Supplied entries:
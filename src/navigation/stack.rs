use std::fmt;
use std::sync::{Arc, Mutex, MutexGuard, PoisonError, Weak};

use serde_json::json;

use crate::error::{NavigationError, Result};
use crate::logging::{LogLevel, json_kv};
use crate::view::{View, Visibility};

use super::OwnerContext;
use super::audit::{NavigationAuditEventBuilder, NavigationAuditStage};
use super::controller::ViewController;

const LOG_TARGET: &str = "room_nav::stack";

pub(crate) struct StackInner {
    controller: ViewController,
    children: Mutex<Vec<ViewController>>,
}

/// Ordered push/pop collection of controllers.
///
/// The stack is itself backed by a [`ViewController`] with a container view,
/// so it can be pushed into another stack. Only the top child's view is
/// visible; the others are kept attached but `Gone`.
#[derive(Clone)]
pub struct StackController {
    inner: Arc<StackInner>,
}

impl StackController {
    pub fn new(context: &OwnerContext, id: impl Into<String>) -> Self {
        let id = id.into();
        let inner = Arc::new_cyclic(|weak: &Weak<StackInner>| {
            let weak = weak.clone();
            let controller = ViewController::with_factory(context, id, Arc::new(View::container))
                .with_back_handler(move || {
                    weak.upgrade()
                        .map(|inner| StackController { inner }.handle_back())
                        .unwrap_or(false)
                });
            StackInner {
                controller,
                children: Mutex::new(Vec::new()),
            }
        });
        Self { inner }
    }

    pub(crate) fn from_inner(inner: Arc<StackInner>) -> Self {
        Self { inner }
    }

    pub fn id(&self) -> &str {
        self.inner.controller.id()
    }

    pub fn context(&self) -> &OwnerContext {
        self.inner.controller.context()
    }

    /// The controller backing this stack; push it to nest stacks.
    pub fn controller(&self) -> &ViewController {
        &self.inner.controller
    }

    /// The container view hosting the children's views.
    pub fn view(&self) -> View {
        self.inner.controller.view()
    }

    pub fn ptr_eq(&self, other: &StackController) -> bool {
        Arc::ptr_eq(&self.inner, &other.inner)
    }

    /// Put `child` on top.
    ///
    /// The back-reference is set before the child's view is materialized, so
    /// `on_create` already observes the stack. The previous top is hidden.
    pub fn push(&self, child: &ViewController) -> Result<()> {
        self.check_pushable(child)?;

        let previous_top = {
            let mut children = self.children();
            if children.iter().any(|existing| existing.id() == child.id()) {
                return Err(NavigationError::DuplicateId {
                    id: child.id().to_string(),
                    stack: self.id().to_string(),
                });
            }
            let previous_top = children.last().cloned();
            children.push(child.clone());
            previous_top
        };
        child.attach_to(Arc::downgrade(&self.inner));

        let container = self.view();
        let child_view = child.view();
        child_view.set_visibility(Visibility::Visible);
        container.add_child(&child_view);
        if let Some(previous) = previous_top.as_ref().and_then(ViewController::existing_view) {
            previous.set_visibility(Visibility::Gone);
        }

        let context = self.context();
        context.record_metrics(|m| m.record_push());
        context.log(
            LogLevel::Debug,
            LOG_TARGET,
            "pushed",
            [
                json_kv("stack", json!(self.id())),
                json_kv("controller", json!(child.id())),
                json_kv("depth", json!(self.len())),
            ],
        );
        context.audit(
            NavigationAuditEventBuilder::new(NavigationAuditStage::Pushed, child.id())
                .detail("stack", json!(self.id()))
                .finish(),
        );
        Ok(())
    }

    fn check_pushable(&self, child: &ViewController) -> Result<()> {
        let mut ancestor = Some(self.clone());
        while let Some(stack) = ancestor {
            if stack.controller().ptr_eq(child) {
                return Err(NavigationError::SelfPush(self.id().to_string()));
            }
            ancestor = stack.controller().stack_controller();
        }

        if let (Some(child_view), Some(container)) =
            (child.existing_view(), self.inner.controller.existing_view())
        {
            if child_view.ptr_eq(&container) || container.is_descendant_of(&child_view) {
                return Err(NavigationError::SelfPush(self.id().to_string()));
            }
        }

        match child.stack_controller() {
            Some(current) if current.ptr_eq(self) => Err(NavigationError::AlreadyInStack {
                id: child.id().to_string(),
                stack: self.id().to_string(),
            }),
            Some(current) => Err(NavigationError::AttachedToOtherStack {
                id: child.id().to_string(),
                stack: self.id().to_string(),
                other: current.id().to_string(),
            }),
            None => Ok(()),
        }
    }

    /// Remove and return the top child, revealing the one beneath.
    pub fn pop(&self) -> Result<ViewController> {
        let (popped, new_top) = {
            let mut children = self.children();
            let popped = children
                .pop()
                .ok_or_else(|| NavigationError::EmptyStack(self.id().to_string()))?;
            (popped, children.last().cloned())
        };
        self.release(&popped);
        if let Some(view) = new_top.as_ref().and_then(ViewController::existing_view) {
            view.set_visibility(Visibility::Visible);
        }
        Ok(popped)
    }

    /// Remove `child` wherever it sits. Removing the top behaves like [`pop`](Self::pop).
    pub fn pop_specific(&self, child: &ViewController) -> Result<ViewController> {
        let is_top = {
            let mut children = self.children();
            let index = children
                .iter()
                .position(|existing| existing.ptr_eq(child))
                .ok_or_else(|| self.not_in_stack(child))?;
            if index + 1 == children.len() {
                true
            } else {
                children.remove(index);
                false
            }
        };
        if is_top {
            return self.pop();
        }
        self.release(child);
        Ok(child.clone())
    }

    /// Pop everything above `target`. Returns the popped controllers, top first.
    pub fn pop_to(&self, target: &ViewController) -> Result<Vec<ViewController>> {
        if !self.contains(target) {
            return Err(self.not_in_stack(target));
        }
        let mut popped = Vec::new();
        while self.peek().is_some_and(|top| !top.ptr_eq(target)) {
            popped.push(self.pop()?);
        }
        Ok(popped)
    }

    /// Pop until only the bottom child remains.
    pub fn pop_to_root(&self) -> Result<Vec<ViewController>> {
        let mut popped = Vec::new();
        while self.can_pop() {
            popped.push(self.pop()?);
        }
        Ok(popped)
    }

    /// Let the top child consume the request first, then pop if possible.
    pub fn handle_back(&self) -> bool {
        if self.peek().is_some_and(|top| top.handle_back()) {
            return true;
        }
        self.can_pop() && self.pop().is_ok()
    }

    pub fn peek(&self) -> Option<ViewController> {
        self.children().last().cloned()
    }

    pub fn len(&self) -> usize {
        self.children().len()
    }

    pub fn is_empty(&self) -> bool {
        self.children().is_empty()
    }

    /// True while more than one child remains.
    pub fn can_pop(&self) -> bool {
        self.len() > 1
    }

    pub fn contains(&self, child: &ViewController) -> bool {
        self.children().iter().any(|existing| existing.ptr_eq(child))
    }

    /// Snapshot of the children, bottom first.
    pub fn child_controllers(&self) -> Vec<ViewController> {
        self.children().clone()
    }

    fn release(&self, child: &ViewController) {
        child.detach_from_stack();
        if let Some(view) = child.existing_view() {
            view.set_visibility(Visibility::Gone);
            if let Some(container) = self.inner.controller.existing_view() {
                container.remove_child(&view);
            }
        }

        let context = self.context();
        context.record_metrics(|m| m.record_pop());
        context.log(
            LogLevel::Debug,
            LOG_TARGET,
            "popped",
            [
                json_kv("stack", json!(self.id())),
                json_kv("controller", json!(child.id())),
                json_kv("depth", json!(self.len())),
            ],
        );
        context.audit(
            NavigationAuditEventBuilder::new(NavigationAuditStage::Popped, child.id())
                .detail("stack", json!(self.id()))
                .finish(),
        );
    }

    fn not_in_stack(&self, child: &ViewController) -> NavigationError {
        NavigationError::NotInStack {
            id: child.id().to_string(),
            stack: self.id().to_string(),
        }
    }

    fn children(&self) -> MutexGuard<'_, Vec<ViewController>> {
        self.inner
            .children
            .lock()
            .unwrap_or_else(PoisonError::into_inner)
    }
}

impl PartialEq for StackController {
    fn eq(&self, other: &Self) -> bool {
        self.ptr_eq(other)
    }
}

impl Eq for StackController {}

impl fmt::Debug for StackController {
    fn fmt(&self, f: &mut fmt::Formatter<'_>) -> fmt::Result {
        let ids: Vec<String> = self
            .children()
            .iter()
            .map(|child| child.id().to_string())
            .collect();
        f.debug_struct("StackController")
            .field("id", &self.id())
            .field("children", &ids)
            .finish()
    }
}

What you should do:
Copy, exactly and only, the lines above that begin with the one containing "to nest stacks." and finish with the one containing "let container = self.view();".

Written reply:
    /// The controller backing this stack; push it to nest stacks.
    pub fn controller(&self) -> &ViewController {
        &self.inner.controller
    }

    /// The container view hosting the children's views.
    pub fn view(&self) -> View {
        self.inner.controller.view()
    }

    pub fn ptr_eq(&self, other: &StackController) -> bool {
        Arc::ptr_eq(&self.inner, &other.inner)
    }

    /// Put `child` on top.
    ///
    /// The back-reference is set before the child's view is materialized, so
    /// `on_create` already observes the stack. The previous top is hidden.
    pub fn push(&self, child: &ViewController) -> Result<()> {
        self.check_pushable(child)?;

        let previous_top = {
            let mut children = self.children();
            if children.iter().any(|existing| existing.id() == child.id()) {
                return Err(NavigationError::DuplicateId {
                    id: child.id().to_string(),
                    stack: self.id().to_string(),
                });
            }
            let previous_top = children.last().cloned();
            children.push(child.clone());
            previous_top
        };
        child.attach_to(Arc::downgrade(&self.inner));

        let container = self.view();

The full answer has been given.